The answer must be one number: how many lines below contain the word "Option".

------------------------------------------------------------------------

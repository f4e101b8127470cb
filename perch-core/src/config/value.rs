//! Typed registry values and their validators.

use std::collections::BTreeSet;
use std::fmt;

/// The type a registry key accepts.
#[derive(Debug, Clone, PartialEq, Eq)]
pub enum Kind {
    Boolean,
    Integer,
    NonNegativeInteger,
    PositiveInteger,
    PositiveFloat,
    String,
    Regex,
    SpaceSeparatedSet,
    /// One of a fixed list of lowercase words.
    Enum(Vec<&'static str>),
}

/// A registry value.
#[derive(Debug, Clone, PartialEq)]
pub enum Value {
    Bool(bool),
    Int(i64),
    Float(f64),
    Str(String),
    Regex(String),
    Set(BTreeSet<String>),
}

impl Value {
    pub fn set<I, S>(items: I) -> Self
    where
        I: IntoIterator<Item = S>,
        S: Into<String>,
    {
        Value::Set(items.into_iter().map(Into::into).collect())
    }

    pub fn as_bool(&self) -> Option<bool> {
        match self {
            Value::Bool(b) => Some(*b),
            _ => None,
        }
    }

    pub fn as_int(&self) -> Option<i64> {
        match self {
            Value::Int(i) => Some(*i),
            _ => None,
        }
    }

    pub fn as_float(&self) -> Option<f64> {
        match self {
            Value::Float(f) => Some(*f),
            Value::Int(i) => Some(*i as f64),
            _ => None,
        }
    }

    pub fn as_str(&self) -> Option<&str> {
        match self {
            Value::Str(s) | Value::Regex(s) => Some(s),
            _ => None,
        }
    }

    pub fn as_set(&self) -> Option<&BTreeSet<String>> {
        match self {
            Value::Set(s) => Some(s),
            _ => None,
        }
    }
}

impl fmt::Display for Value {
    fn fmt(&self, f: &mut fmt::Formatter<'_>) -> fmt::Result {
        match self {
            Value::Bool(true) => f.write_str("True"),
            Value::Bool(false) => f.write_str("False"),
            Value::Int(i) => write!(f, "{i}"),
            Value::Float(x) => write!(f, "{x}"),
            Value::Str(s) | Value::Regex(s) => f.write_str(s),
            Value::Set(items) => {
                let joined: Vec<&str> = items.iter().map(String::as_str).collect();
                f.write_str(&joined.join(" "))
            }
        }
    }
}

impl Kind {
    /// Parse and validate the textual form of a value.
    pub fn parse(&self, raw: &str) -> Result<Value, String> {
        let raw = raw.trim();
        match self {
            Kind::Boolean => match raw.to_ascii_lowercase().as_str() {
                "true" | "on" | "yes" | "enable" | "enabled" | "1" => Ok(Value::Bool(true)),
                "false" | "off" | "no" | "disable" | "disabled" | "0" => Ok(Value::Bool(false)),
                _ => Err(format!("{raw:?} is not a valid boolean")),
            },
            Kind::Integer => raw
                .parse()
                .map(Value::Int)
                .map_err(|_| format!("{raw:?} is not a valid integer")),
            Kind::NonNegativeInteger => match raw.parse::<i64>() {
                Ok(i) if i >= 0 => Ok(Value::Int(i)),
                _ => Err(format!("{raw:?} is not a non-negative integer")),
            },
            Kind::PositiveInteger => match raw.parse::<i64>() {
                Ok(i) if i > 0 => Ok(Value::Int(i)),
                _ => Err(format!("{raw:?} is not a positive integer")),
            },
            Kind::PositiveFloat => match raw.parse::<f64>() {
                Ok(x) if x > 0.0 && x.is_finite() => Ok(Value::Float(x)),
                _ => Err(format!("{raw:?} is not a positive number")),
            },
            Kind::String => Ok(Value::Str(unquote(raw))),
            Kind::Regex => {
                let pattern = unquote(raw);
                regex::Regex::new(&pattern)
                    .map(|_| Value::Regex(pattern))
                    .map_err(|e| format!("invalid regular expression: {e}"))
            }
            Kind::SpaceSeparatedSet => Ok(Value::set(raw.split_whitespace())),
            Kind::Enum(choices) => {
                let lowered = raw.to_ascii_lowercase();
                if choices.contains(&lowered.as_str()) {
                    Ok(Value::Str(lowered))
                } else {
                    Err(format!("{raw:?} is not one of {}", choices.join(", ")))
                }
            }
        }
    }

    /// Whether `value` has the shape this kind produces.
    pub fn accepts(&self, value: &Value) -> bool {
        match (self, value) {
            (Kind::Boolean, Value::Bool(_)) => true,
            (Kind::Integer, Value::Int(_)) => true,
            (Kind::NonNegativeInteger, Value::Int(i)) => *i >= 0,
            (Kind::PositiveInteger, Value::Int(i)) => *i > 0,
            (Kind::PositiveFloat, Value::Float(x)) => *x > 0.0,
            (Kind::String, Value::Str(_)) => true,
            (Kind::Regex, Value::Regex(p)) => regex::Regex::new(p).is_ok(),
            (Kind::SpaceSeparatedSet, Value::Set(_)) => true,
            (Kind::Enum(choices), Value::Str(s)) => choices.contains(&s.as_str()),
            _ => false,
        }
    }
}

/// Strings may be written quoted to keep leading or trailing spaces.
fn unquote(raw: &str) -> String {
    if raw.len() >= 2 && raw.starts_with('"') && raw.ends_with('"') {
        raw[1..raw.len() - 1].replace("\\\"", "\"").replace("\\\\", "\\")
    } else {
        raw.to_string()
    }
}

/// Textual form for the config file, quoting strings that would not
/// survive trimming.
pub fn serialize(value: &Value) -> String {
    match value {
        Value::Str(s) | Value::Regex(s)
            if s.is_empty() || s.trim() != s || (s.starts_with('"') && s.ends_with('"')) =>
        {
            format!("\"{}\"", s.replace('\\', "\\\\").replace('"', "\\\""))
        }
        other => other.to_string(),
    }
}
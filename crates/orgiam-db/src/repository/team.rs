//! SurrealDB implementation of [`TeamRepository`].

use chrono::{DateTime, Utc};
use orgiam_core::error::OrgIamResult;
use orgiam_core::models::team::{NewTeam, Team};
use orgiam_core::repository::{PaginatedResult, Pagination, TeamRepository};
use surrealdb::{Connection, Surreal};
use surrealdb_types::SurrealValue;

use super::{CountRow, IdRow, VersionRow};
use crate::error::DbError;

const TABLE: &str = "team";

#[derive(Debug, SurrealValue)]
struct TeamRow {
    record_id: String,
    name: String,
    roles: Vec<String>,
    lead_id: Option<String>,
    department_id: Option<String>,
    handover_to: Option<String>,
    version: u64,
    created_at: DateTime<Utc>,
    updated_at: Option<DateTime<Utc>>,
}

impl From<TeamRow> for Team {
    fn from(row: TeamRow) -> Self {
        Team {
            id: row.record_id,
            name: row.name,
            roles: row.roles.into_iter().collect(),
            lead_id: row.lead_id,
            department_id: row.department_id,
            handover_to: row.handover_to,
            version: row.version,
            created_at: row.created_at,
            updated_at: row.updated_at,
        }
    }
}

/// SurrealDB implementation of the Team repository.
#[derive(Clone)]
pub struct SurrealTeamRepository<C: Connection> {
    db: Surreal<C>,
}

impl<C: Connection> SurrealTeamRepository<C> {
    pub fn new(db: Surreal<C>) -> Self {
        Self { db }
    }
}

impl<C: Connection> TeamRepository for SurrealTeamRepository<C> {
    async fn create(&self, input: NewTeam) -> OrgIamResult<Team> {
        let roles: Vec<String> = input.roles.into_iter().collect();

        self.db
            .query(
                "CREATE type::record('team', $id) SET \
                 name = $name, roles = $roles, lead_id = $lead_id, \
                 department_id = $department_id, version = 1 \
                 RETURN NONE",
            )
            .bind(("id", input.id.clone()))
            .bind(("name", input.name))
            .bind(("roles", roles))
            .bind(("lead_id", input.lead_id))
            .bind(("department_id", input.department_id))
            .await
            .map_err(DbError::from)?
            .check()
            .map_err(|e| DbError::on_create(TABLE, &input.id, e))?;

        self.get(&input.id).await
    }

    async fn get(&self, id: &str) -> OrgIamResult<Team> {
        let mut result = self
            .db
            .query("SELECT meta::id(id) AS record_id, * FROM type::record('team', $id)")
            .bind(("id", id.to_string()))
            .await
            .map_err(DbError::from)?;

        let rows: Vec<TeamRow> = result.take(0).map_err(DbError::from)?;
        let row = rows.into_iter().next().ok_or_else(|| DbError::NotFound {
            entity: TABLE.into(),
            id: id.to_string(),
        })?;

        Ok(row.into())
    }

    async fn save(&self, team: &Team) -> OrgIamResult<Team> {
        let roles: Vec<String> = team.roles.iter().cloned().collect();

        let mut result = self
            .db
            .query(
                "UPDATE type::record('team', $id) SET \
                 name = $name, roles = $roles, lead_id = $lead_id, \
                 department_id = $department_id, \
                 handover_to = $handover_to, \
                 version = version + 1, updated_at = time::now() \
                 WHERE version = $expected \
                 RETURN version",
            )
            .bind(("id", team.id.clone()))
            .bind(("name", team.name.clone()))
            .bind(("roles", roles))
            .bind(("lead_id", team.lead_id.clone()))
            .bind(("department_id", team.department_id.clone()))
            .bind(("handover_to", team.handover_to.clone()))
            .bind(("expected", team.version))
            .await
            .map_err(DbError::from)?;

        let rows: Vec<VersionRow> = result.take(0).map_err(DbError::from)?;
        if rows.is_empty() {
            self.get(&team.id).await?;
            return Err(DbError::Conflict {
                entity: TABLE.into(),
                id: team.id.clone(),
            }
            .into());
        }

        self.get(&team.id).await
    }

    async fn delete(&self, id: &str) -> OrgIamResult<()> {
        self.db
            .query("DELETE type::record('team', $id)")
            .bind(("id", id.to_string()))
            .await
            .map_err(DbError::from)?
            .check()
            .map_err(DbError::from)?;

        Ok(())
    }

    async fn list(&self, pagination: Pagination) -> OrgIamResult<PaginatedResult<Team>> {
        let mut count_result = self
            .db
            .query("SELECT count() AS total FROM team GROUP ALL")
            .await
            .map_err(DbError::from)?;
        let count_rows: Vec<CountRow> = count_result.take(0).map_err(DbError::from)?;
        let total = count_rows.first().map(|r| r.total).unwrap_or(0);

        let mut result = self
            .db
            .query(
                "SELECT meta::id(id) AS record_id, * FROM team \
                 ORDER BY created_at ASC \
                 LIMIT $limit START $offset",
            )
            .bind(("limit", pagination.limit))
            .bind(("offset", pagination.offset))
            .await
            .map_err(DbError::from)?;

        let rows: Vec<TeamRow> = result.take(0).map_err(DbError::from)?;

        Ok(PaginatedResult {
            items: rows.into_iter().map(Team::from).collect(),
            total,
            offset: pagination.offset,
            limit: pagination.limit,
        })
    }

    async fn list_ids(&self) -> OrgIamResult<Vec<String>> {
        let mut result = self
            .db
            .query("SELECT meta::id(id) AS record_id FROM team")
            .await
            .map_err(DbError::from)?;
        let rows: Vec<IdRow> = result.take(0).map_err(DbError::from)?;
        Ok(rows.into_iter().map(|r| r.record_id).collect())
    }

    async fn list_by_department(&self, department_id: &str) -> OrgIamResult<Vec<Team>> {
        let mut result = self
            .db
            .query(
                "SELECT meta::id(id) AS record_id, * FROM team \
                 WHERE department_id = $department_id \
                 ORDER BY created_at ASC",
            )
            .bind(("department_id", department_id.to_string()))
            .await
            .map_err(DbError::from)?;

        let rows: Vec<TeamRow> = result.take(0).map_err(DbError::from)?;
        Ok(rows.into_iter().map(Team::from).collect())
    }
}
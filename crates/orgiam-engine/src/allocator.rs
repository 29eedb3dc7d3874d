//! Identifier allocation with bounded retry.
//!
//! The next id is `prefix + (max numeric suffix + 1)`. Allocation is only
//! safe together with a create that fails on an existing record; a lost
//! race surfaces as `AlreadyExists` for the allocated id and triggers a
//! fresh scan.

use orgiam_core::error::{OrgIamError, OrgIamResult};
use orgiam_core::id::{self, EntityKind};
use tracing::{debug, warn};

#[derive(Debug, Clone, Copy)]
pub struct IdAllocator {
    max_attempts: u32,
}

impl IdAllocator {
    pub fn new(max_attempts: u32) -> Self {
        Self {
            max_attempts: max_attempts.max(1),
        }
    }

    /// Allocate an id for `kind` and create the record under it.
    ///
    /// `list_ids` returns every id currently in the collection; `create`
    /// must fail with [`OrgIamError::AlreadyExists`] when the id is taken.
    /// Any other error is returned as is.
    pub async fn allocate<T, L, LF, C, CF>(
        &self,
        kind: EntityKind,
        mut list_ids: L,
        mut create: C,
    ) -> OrgIamResult<T>
    where
        L: FnMut() -> LF,
        LF: Future<Output = OrgIamResult<Vec<String>>>,
        C: FnMut(String) -> CF,
        CF: Future<Output = OrgIamResult<T>>,
    {
        for attempt in 1..=self.max_attempts {
            let existing = list_ids().await?;
            let Some(candidate) = id::next_id(kind, &existing) else {
                // Suffix space overflowed; no point retrying.
                break;
            };

            match create(candidate.clone()).await {
                Ok(created) => {
                    debug!(%kind, id = %candidate, attempt, "Identifier allocated");
                    return Ok(created);
                }
                Err(OrgIamError::AlreadyExists { id, .. }) if id == candidate => {
                    warn!(%kind, id = %candidate, attempt, "Identifier taken concurrently, rescanning");
                }
                Err(other) => return Err(other),
            }
        }

        Err(OrgIamError::AllocationExhausted {
            kind,
            attempts: self.max_attempts,
        })
    }
}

------------------------------------------------------------------------

ANSWER BOX → 9